Search the records for the string "first" and return each line that has it.

[Data entries]
————————

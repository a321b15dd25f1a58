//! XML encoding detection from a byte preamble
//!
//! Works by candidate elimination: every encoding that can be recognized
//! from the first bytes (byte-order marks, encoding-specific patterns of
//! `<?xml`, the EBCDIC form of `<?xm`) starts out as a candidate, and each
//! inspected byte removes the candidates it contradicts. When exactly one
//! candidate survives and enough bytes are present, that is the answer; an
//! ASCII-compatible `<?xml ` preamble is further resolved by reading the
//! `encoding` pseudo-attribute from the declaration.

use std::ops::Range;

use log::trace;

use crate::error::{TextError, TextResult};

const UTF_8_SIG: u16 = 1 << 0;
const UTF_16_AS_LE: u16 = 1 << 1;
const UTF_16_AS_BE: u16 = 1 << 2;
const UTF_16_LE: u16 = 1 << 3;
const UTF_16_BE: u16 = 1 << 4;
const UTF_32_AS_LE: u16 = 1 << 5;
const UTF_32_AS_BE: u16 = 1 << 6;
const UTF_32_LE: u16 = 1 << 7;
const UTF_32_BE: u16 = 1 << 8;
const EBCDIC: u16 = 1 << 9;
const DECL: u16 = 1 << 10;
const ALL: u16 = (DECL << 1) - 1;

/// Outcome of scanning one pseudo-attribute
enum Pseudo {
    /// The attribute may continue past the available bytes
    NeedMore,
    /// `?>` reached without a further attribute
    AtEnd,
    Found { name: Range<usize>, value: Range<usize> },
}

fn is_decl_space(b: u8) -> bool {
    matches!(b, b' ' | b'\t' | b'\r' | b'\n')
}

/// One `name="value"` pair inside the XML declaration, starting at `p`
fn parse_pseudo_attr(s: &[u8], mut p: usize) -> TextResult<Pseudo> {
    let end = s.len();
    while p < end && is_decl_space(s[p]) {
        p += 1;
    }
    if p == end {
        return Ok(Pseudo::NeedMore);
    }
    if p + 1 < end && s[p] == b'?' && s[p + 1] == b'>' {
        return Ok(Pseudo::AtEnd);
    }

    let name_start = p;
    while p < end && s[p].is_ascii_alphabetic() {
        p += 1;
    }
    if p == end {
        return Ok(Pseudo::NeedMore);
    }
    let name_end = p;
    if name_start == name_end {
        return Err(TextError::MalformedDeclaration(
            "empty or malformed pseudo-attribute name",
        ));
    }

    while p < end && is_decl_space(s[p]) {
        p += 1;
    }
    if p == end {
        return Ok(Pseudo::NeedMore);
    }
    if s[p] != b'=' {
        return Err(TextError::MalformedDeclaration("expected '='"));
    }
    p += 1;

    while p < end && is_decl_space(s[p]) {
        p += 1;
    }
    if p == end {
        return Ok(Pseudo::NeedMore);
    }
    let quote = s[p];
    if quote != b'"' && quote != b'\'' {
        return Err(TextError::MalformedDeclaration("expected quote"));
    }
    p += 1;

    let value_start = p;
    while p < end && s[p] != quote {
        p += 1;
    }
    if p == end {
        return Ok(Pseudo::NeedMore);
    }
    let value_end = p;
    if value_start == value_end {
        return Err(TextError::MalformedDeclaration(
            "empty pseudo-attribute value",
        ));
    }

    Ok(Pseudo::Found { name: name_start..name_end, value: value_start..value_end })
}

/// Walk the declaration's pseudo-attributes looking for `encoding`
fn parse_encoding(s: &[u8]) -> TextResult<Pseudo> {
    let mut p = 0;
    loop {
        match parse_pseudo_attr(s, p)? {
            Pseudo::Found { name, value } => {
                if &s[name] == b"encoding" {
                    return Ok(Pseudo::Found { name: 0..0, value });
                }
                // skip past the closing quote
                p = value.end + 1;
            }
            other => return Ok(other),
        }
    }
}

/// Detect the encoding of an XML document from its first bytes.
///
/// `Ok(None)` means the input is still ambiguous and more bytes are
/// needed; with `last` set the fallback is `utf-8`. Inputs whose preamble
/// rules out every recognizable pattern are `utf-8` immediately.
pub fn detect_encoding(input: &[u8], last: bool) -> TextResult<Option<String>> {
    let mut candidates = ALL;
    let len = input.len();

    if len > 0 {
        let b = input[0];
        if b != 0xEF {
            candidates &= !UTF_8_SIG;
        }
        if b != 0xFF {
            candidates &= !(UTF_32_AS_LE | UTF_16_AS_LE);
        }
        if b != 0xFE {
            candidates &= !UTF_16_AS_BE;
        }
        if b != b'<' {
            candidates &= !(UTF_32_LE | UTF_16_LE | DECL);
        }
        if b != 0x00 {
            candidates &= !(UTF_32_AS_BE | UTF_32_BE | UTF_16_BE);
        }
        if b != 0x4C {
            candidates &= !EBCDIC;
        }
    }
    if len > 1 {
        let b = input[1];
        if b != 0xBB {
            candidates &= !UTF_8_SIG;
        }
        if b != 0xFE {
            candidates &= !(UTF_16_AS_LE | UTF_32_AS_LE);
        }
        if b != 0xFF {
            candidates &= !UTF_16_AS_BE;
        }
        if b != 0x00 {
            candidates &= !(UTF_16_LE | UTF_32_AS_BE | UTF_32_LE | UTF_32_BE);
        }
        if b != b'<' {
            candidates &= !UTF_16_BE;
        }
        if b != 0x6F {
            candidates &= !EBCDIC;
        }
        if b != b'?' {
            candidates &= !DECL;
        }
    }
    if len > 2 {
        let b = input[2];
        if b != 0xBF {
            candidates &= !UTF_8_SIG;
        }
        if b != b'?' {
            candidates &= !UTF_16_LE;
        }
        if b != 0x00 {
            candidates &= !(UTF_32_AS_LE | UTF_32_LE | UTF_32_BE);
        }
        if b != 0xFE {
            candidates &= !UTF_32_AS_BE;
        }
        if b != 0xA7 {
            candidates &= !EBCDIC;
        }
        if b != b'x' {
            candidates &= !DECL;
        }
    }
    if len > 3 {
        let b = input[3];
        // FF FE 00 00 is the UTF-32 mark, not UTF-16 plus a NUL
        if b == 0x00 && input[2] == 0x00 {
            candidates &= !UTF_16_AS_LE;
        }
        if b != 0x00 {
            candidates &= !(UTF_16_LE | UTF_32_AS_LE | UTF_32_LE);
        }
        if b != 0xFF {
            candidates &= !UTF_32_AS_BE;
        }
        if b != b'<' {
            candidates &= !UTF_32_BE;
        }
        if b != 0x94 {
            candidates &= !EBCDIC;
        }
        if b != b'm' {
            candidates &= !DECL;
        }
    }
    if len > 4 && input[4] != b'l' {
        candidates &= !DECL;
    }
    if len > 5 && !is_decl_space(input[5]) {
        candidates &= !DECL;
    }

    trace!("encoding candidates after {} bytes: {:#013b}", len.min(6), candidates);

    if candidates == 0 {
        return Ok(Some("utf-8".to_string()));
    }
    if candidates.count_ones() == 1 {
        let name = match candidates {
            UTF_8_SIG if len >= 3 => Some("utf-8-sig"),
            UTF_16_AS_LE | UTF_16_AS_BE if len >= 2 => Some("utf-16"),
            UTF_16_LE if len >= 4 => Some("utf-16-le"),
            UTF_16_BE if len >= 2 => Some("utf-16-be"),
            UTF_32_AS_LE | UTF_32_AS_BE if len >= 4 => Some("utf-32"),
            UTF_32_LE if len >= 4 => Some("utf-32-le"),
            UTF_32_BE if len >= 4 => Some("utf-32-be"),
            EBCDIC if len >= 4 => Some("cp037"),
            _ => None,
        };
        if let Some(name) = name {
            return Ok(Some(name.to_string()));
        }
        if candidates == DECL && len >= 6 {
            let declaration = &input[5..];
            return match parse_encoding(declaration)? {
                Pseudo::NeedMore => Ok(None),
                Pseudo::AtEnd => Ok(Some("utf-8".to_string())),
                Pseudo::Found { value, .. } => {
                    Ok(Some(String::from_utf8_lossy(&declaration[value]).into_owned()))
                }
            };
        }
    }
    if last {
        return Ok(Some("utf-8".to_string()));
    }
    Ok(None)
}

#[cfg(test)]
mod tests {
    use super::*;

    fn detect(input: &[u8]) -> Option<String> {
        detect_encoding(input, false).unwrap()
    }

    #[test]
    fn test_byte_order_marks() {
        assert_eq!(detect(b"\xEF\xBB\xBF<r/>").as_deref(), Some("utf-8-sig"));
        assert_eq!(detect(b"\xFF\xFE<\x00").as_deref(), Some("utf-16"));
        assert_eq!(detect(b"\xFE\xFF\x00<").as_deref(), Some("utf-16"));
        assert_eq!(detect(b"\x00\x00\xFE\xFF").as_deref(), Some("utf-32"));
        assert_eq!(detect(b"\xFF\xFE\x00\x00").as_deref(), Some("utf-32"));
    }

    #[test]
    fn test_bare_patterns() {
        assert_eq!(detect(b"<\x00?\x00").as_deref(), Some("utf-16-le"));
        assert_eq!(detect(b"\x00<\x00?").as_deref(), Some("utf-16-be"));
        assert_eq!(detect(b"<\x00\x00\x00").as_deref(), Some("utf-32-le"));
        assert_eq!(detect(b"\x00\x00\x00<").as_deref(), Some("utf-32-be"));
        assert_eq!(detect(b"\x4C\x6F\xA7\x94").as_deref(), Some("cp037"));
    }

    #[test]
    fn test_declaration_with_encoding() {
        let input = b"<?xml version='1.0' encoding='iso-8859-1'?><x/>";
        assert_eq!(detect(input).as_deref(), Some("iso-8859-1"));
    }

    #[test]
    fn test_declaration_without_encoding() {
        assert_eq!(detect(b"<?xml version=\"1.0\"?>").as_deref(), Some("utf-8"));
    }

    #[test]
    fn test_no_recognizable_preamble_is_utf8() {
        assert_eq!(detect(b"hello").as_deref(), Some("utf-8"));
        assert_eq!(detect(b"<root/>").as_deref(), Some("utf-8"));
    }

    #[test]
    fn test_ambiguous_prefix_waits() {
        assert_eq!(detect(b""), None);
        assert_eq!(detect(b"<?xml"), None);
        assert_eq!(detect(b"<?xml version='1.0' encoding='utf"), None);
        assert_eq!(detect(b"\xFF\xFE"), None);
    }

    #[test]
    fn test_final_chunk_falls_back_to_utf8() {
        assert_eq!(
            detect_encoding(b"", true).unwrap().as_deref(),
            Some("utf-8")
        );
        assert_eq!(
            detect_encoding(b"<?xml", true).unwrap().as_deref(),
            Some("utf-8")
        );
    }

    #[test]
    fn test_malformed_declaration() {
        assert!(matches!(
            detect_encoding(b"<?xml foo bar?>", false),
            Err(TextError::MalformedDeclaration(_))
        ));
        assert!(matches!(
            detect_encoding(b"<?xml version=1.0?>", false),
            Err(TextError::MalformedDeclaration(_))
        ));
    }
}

————————

▸ **Result below**
//! from the first bytes (byte-order marks, encoding-specific patterns of
/// Detect the encoding of an XML document from its first bytes.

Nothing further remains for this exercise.